Hobart CDP, Washington – Racial and ethnic composition Note: the US Census treats Hispanic/Latino as an ethnic category. This table excludes Latinos from the racial categories and assigns them to a separate category. Hispanics/Latinos may be of any race.
| Race / Ethnicity (NH = Non-Hispanic) | Pop 2000 | Pop 2010 | Pop 2020 | % 2000 | % 2010 | % 2020 |
|---|---|---|---|---|---|---|
| White alone (NH) | 5,871 | 5,581 | 5,513 | 93.92% | 89.71% | 81.47% |
| Black or African American alone (NH) | 51 | 72 | 73 | 0.82% | 1.16% | 1.08% |
| Native American or Alaska Native alone (NH) | 41 | 34 | 28 | 0.66% | 0.55% | 0.41% |
| Asian alone (NH) | 57 | 126 | 216 | 0.91% | 2.03% | 3.19% |
| Native Hawaiian or Pacific Islander alone (NH) | 6 | 4 | 7 | 0.10% | 0.06% | 0.10% |
| Other race alone (NH) | 12 | 15 | 29 | 0.19% | 0.24% | 0.43% |
| Mixed race or Multiracial (NH) | 112 | 157 | 518 | 1.79% | 2.52% | 7.65% |
| Hispanic or Latino (any race) | 101 | 232 | 383 | 1.62% | 3.73% | 5.66% |
| Total | 6,251 | 6,221 | 6,767 | 100.00% | 100.00% | 100.00% |

===2020 census===
As of the census of 2020, there were 6,767 people, 2,531 households.

===2010 census===
As of the census of 2010, there were 6,221 people.

===2000 census===
As of the census of 2000, there were 6,251 people, 2,200 households, and 1,766 families residing in the CDP. The population density was 335.0 people per square mile (129.3/km^{2}). There were 2,263 housing units at an average density of 121.3/sq mi (46.8/km^{2}). The racial makeup of the CDP was 95.10% White, 0.82% African American, 0.67% Native American, 0.91% Asian, 0.13% Pacific Islander, 0.40% from other races, and 1.97% from two or more races. Hispanic or Latino of any race were 1.62% of the population.

There were 2,200 households, out of which 37.5% had children under the age of 18 living with them, 71.3% were married couples living together, 4.9% had a female householder with no husband present, and 19.7% were non-families. 14.7% of all households were made up of individuals, and 4.4% had someone living alone who was 65 years of age or older. The average household size was 2.84 and the average family size was 3.15.

In the CDP the population was spread out, with 27.2% under the age of 18, 6.2% from 18 to 24, 28.1% from 25 to 44, 30.4% from 45 to 64, and 8.1% who were 65 years of age or older.

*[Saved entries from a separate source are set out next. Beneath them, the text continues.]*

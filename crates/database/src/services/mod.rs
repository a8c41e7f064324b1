pub mod catalog;
pub mod enrollment;
pub mod seed;
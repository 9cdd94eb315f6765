//! Shared helpers for integration tests

use tracing_subscriber::EnvFilter;

/// Routes the library's `tracing` events to the test output.
///
/// Set `RUST_LOG=rust_fibonacci_heap=trace` to see consolidation and cascade
/// events. Safe to call from every test; only the first call installs.
#[allow(dead_code)]
pub fn enable_tracing() {
    let _ = tracing_subscriber::fmt()
        .with_env_filter(
            EnvFilter::try_from_default_env().unwrap_or_else(|_| EnvFilter::new("warn")),
        )
        .with_test_writer()
        .try_init();
}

The median age was 40 years. For every 100 females there were 105.3 males. For every 100 females age 18 and over, there were 105.6 males.

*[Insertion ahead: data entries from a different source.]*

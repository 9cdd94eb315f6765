//! Dijkstra, A* and Prim built on [`VertexQueue`]
//!
//! These are the consumers the heap's O(1) `change_key` exists for: every edge
//! relaxation that improves a tentative distance is a single `change_key`
//! instead of a duplicate insertion.
//!
//! Note: Dijkstra and A* are the same algorithm - A* just adds a heuristic to
//! guide the search. Dijkstra is A* with h(n) = 0.
//!
//! The node type carries its own goal context and implements `is_goal()` to
//! determine when the search should terminate.
//!
//! # Example
//!
//! ```rust
//! use rust_fibonacci_heap::pathfinding::{SearchNode, dijkstra};
//!
//! // Node carries its goal coordinates
//! #[derive(Clone, PartialEq, Eq, Hash)]
//! struct GridPos { x: i32, y: i32, goal_x: i32, goal_y: i32 }
//!
//! impl SearchNode for GridPos {
//!     type Cost = u32;
//!
//!     fn successors(&self) -> Vec<(Self, Self::Cost)> {
//!         vec![
//!             (GridPos { x: self.x + 1, y: self.y, ..*self }, 1),
//!             (GridPos { x: self.x - 1, y: self.y, ..*self }, 1),
//!             (GridPos { x: self.x, y: self.y + 1, ..*self }, 1),
//!             (GridPos { x: self.x, y: self.y - 1, ..*self }, 1),
//!         ]
//!     }
//!
//!     fn is_goal(&self) -> bool {
//!         self.x == self.goal_x && self.y == self.goal_y
//!     }
//! }
//!
//! let start = GridPos { x: 0, y: 0, goal_x: 2, goal_y: 2 };
//! let (path, cost) = dijkstra(&start).unwrap();
//! assert_eq!(cost, 4); // Manhattan distance
//! assert_eq!(path.len(), 5);
//! ```

use rustc_hash::FxHashMap;
use std::cmp::Ordering;
use std::hash::Hash;
use std::ops::Add;
use tracing::debug;

use crate::vertex_queue::VertexQueue;

/// Trait for types that can be used as costs in pathfinding algorithms.
///
/// This requires the type to be orderable, copyable, and support addition.
/// `Default` must be the zero cost.
pub trait Cost: Ord + Copy + Add<Output = Self> + Default {}

impl<T> Cost for T where T: Ord + Copy + Add<Output = Self> + Default {}

/// Trait for nodes in a search graph.
///
/// The node carries all context needed to generate successors and to check
/// whether it is a goal.
pub trait SearchNode: Clone + Eq + Hash {
    /// The cost type for edge weights
    type Cost: Cost;

    /// Returns all successor nodes along with the cost to reach them.
    fn successors(&self) -> Vec<(Self, Self::Cost)>;

    /// Returns true if this node is a goal state.
    fn is_goal(&self) -> bool;
}

/// Trait for nodes that can provide a heuristic estimate for A* search.
///
/// The heuristic must be admissible (never overestimate the true cost)
/// for A* to find optimal paths.
pub trait AStarNode: SearchNode {
    /// Returns a heuristic estimate of the cost from this node to any goal.
    fn heuristic(&self) -> Self::Cost;
}

/// Queue priority for a search frontier entry, ordered by f-score only.
#[derive(Debug, Clone, Copy)]
pub struct PriorityCost<C> {
    /// The f-score: g + h (where h=0 for Dijkstra)
    pub f_score: C,
    /// The actual cost from start (g-score)
    pub g_score: C,
}

impl<C: Ord> PartialEq for PriorityCost<C> {
    fn eq(&self, other: &Self) -> bool {
        self.f_score == other.f_score
    }
}

impl<C: Ord> Eq for PriorityCost<C> {}

impl<C: Ord> PartialOrd for PriorityCost<C> {
    fn partial_cmp(&self, other: &Self) -> Option<Ordering> {
        Some(self.cmp(other))
    }
}

impl<C: Ord> Ord for PriorityCost<C> {
    fn cmp(&self, other: &Self) -> Ordering {
        self.f_score.cmp(&other.f_score)
    }
}

/// Per-node search bookkeeping.
struct Visit<N, C> {
    g_score: C,
    came_from: Option<N>,
    closed: bool,
}

/// Open set plus everything known about discovered nodes.
struct Frontier<N: SearchNode> {
    open: VertexQueue<N, PriorityCost<N::Cost>>,
    visits: FxHashMap<N, Visit<N, N::Cost>>,
}

impl<N: SearchNode> Frontier<N> {
    fn new(start: &N, h: N::Cost) -> Self {
        let zero = N::Cost::default();
        let mut frontier = Frontier {
            open: VertexQueue::new(),
            visits: FxHashMap::default(),
        };
        frontier.visits.insert(
            start.clone(),
            Visit {
                g_score: zero,
                came_from: None,
                closed: false,
            },
        );
        frontier.open.enqueue(
            start.clone(),
            PriorityCost {
                f_score: h,
                g_score: zero,
            },
        );
        frontier
    }

    /// Pops the best open node and closes it.
    fn pop_closest(&mut self) -> Option<(N, N::Cost)> {
        let (node, priority) = self.open.dequeue()?;
        if let Some(visit) = self.visits.get_mut(&node) {
            visit.closed = true;
        }
        Some((node, priority.g_score))
    }

    /// Records a path to `neighbor` through `via` if it is the best seen so far.
    fn relax(&mut self, via: &N, neighbor: N, g_score: N::Cost, h: N::Cost) {
        match self.visits.get_mut(&neighbor) {
            Some(visit) if visit.closed || g_score >= visit.g_score => return,
            Some(visit) => {
                visit.g_score = g_score;
                visit.came_from = Some(via.clone());
            }
            None => {
                self.visits.insert(
                    neighbor.clone(),
                    Visit {
                        g_score,
                        came_from: Some(via.clone()),
                        closed: false,
                    },
                );
            }
        }
        self.open.enqueue(
            neighbor,
            PriorityCost {
                f_score: g_score + h,
                g_score,
            },
        );
    }

    /// Walks `came_from` links back from `goal` to the start.
    fn path_to(&self, goal: N) -> Vec<N> {
        let came_from = |node: &N| self.visits.get(node).and_then(|visit| visit.came_from.clone());

        let mut current = came_from(&goal);
        let mut path = vec![goal];
        while let Some(prev) = current {
            current = came_from(&prev);
            path.push(prev);
        }
        path.reverse();
        path
    }
}

/// Runs Dijkstra's algorithm from the start node until `is_goal()` returns true.
///
/// # Returns
/// - `Some((path, cost))` if a path is found, with `path` running from the
///   start to the goal inclusive
/// - `None` if no path exists
pub fn dijkstra<N: SearchNode>(start: &N) -> Option<(Vec<N>, N::Cost)> {
    PathFinderBuilder::new(start.clone()).dijkstra()
}

/// Runs A* search from the start node until `is_goal()` returns true.
///
/// Uses the node's `heuristic()` method to guide the search.
pub fn astar<N: AStarNode>(start: &N) -> Option<(Vec<N>, N::Cost)> {
    PathFinderBuilder::new(start.clone()).astar()
}

/// Builder for pathfinding queries with search limits.
///
/// The node type's `is_goal()` method determines when to stop.
pub struct PathFinderBuilder<N: SearchNode> {
    start: N,
    max_cost: Option<N::Cost>,
    max_nodes: Option<usize>,
}

impl<N: SearchNode> PathFinderBuilder<N> {
    /// Creates a new builder starting from the given node.
    pub fn new(start: N) -> Self {
        PathFinderBuilder {
            start,
            max_cost: None,
            max_nodes: None,
        }
    }

    /// Sets the maximum path cost to explore.
    pub fn max_cost(mut self, cost: N::Cost) -> Self {
        self.max_cost = Some(cost);
        self
    }

    /// Sets the maximum number of nodes to expand.
    pub fn max_nodes(mut self, count: usize) -> Self {
        self.max_nodes = Some(count);
        self
    }

    /// Runs Dijkstra's algorithm with the configured limits.
    pub fn dijkstra(self) -> Option<(Vec<N>, N::Cost)> {
        self.search(|_| N::Cost::default())
    }

    /// Runs A* search with the configured limits.
    pub fn astar(self) -> Option<(Vec<N>, N::Cost)>
    where
        N: AStarNode,
    {
        self.search(|n| n.heuristic())
    }

    fn search(self, heuristic: impl Fn(&N) -> N::Cost) -> Option<(Vec<N>, N::Cost)> {
        let mut frontier = Frontier::new(&self.start, heuristic(&self.start));
        let mut expanded = 0usize;

        while let Some((current, g_score)) = frontier.pop_closest() {
            if self.max_nodes.is_some_and(|max| expanded >= max) {
                debug!(expanded, "search stopped at node limit");
                return None;
            }
            expanded += 1;

            if current.is_goal() {
                debug!(expanded, "search reached goal");
                let path = frontier.path_to(current);
                return Some((path, g_score));
            }

            for (neighbor, edge_cost) in current.successors() {
                let tentative = g_score + edge_cost;
                if self.max_cost.is_some_and(|max| tentative > max) {
                    continue;
                }
                let h = heuristic(&neighbor);
                frontier.relax(&current, neighbor, tentative, h);
            }
        }

        debug!(expanded, "search exhausted without reaching a goal");
        None
    }
}

/// Returns all nodes reachable from the start within a given cost budget,
/// in nondecreasing order of cost.
///
/// This is useful for "what's nearby" queries.
pub fn reachable_within<N: SearchNode>(start: &N, max_cost: N::Cost) -> Vec<(N, N::Cost)> {
    let mut frontier = Frontier::new(start, N::Cost::default());
    let mut result = Vec::new();

    while let Some((current, g_score)) = frontier.pop_closest() {
        for (neighbor, edge_cost) in current.successors() {
            let tentative = g_score + edge_cost;
            if tentative <= max_cost {
                frontier.relax(&current, neighbor, tentative, N::Cost::default());
            }
        }
        result.push((current, g_score));
    }

    result
}

/// Edges chosen by [`minimum_spanning_tree`] and their total weight.
#[derive(Debug, Clone, PartialEq, Eq)]
pub struct SpanningForest<W> {
    /// Sum of the chosen edge weights
    pub total_weight: W,
    /// Chosen edges as `(from, to, weight)`, `from` being the vertex already
    /// in the tree when the edge was taken
    pub edges: Vec<(usize, usize, W)>,
}

/// Computes a minimum spanning forest of an undirected graph with Prim's
/// algorithm.
///
/// Vertices are `0..vertex_count`; each edge `(u, v, w)` connects `u` and `v`
/// in both directions. A disconnected graph yields one tree per component.
///
/// # Panics
/// Panics if an edge endpoint is not below `vertex_count`.
pub fn minimum_spanning_tree<W: Cost>(
    vertex_count: usize,
    edges: &[(usize, usize, W)],
) -> SpanningForest<W> {
    let mut adjacency: Vec<Vec<(usize, W)>> = vec![Vec::new(); vertex_count];
    for &(u, v, w) in edges {
        adjacency[u].push((v, w));
        adjacency[v].push((u, w));
    }

    let mut in_tree = vec![false; vertex_count];
    let mut attach_to: Vec<Option<usize>> = vec![None; vertex_count];
    let mut forest = SpanningForest {
        total_weight: W::default(),
        edges: Vec::with_capacity(vertex_count.saturating_sub(1)),
    };
    let mut queue = VertexQueue::new();

    for root in 0..vertex_count {
        if in_tree[root] {
            continue;
        }
        queue.enqueue(root, W::default());

        while let Some((vertex, weight)) = queue.dequeue() {
            in_tree[vertex] = true;
            if let Some(from) = attach_to[vertex] {
                forest.edges.push((from, vertex, weight));
                forest.total_weight = forest.total_weight + weight;
            }
            for &(next, w) in &adjacency[vertex] {
                if !in_tree[next] && queue.enqueue(next, w) {
                    attach_to[next] = Some(vertex);
                }
            }
        }
    }

    debug!(
        vertex_count,
        tree_edges = forest.edges.len(),
        "built minimum spanning forest"
    );
    forest
}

The median income for a household in the CDP was $75,334, and the median income for a family was $80,127. Males had a median income of $53,942 versus $40,433 for females. The per capita income for the CDP was $32,067. About 1.4% of families and 2.3% of the population were below the poverty line, including 0.8% of those under age 18 and 4.9% of those age 65 or over.

==Education==
Most of the Hobart area is in the Tahoma School District, while a portion is in the Issaquah School District.